- TO DO: Where the string "once" appears in a line of the data, show that line.

(Saved entries)
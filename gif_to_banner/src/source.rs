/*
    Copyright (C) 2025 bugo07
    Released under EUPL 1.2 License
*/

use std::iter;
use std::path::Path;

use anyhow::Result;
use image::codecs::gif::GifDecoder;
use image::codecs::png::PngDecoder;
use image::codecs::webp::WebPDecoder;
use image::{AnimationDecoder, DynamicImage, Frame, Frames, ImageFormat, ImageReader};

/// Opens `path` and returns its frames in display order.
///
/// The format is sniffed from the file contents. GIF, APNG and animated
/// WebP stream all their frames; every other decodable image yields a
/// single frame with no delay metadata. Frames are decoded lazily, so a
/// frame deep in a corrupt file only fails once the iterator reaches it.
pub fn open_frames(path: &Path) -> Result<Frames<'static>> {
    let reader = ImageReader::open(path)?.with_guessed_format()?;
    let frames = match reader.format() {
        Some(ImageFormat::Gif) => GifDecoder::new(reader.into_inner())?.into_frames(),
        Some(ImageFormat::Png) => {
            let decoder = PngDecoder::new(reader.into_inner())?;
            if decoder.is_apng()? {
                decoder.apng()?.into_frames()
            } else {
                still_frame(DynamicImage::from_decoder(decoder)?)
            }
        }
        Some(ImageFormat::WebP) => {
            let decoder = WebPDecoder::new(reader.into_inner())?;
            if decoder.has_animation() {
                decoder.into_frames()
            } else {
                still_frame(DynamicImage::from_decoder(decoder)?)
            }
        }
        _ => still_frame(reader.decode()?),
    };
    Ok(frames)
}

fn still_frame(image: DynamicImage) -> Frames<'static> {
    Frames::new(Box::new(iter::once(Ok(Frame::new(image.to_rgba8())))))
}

- YOUR SOLUTION:
/// frame deep in a corrupt file only fails once the iterator reaches it.
    Frames::new(Box::new(iter::once(Ok(Frame::new(image.to_rgba8())))))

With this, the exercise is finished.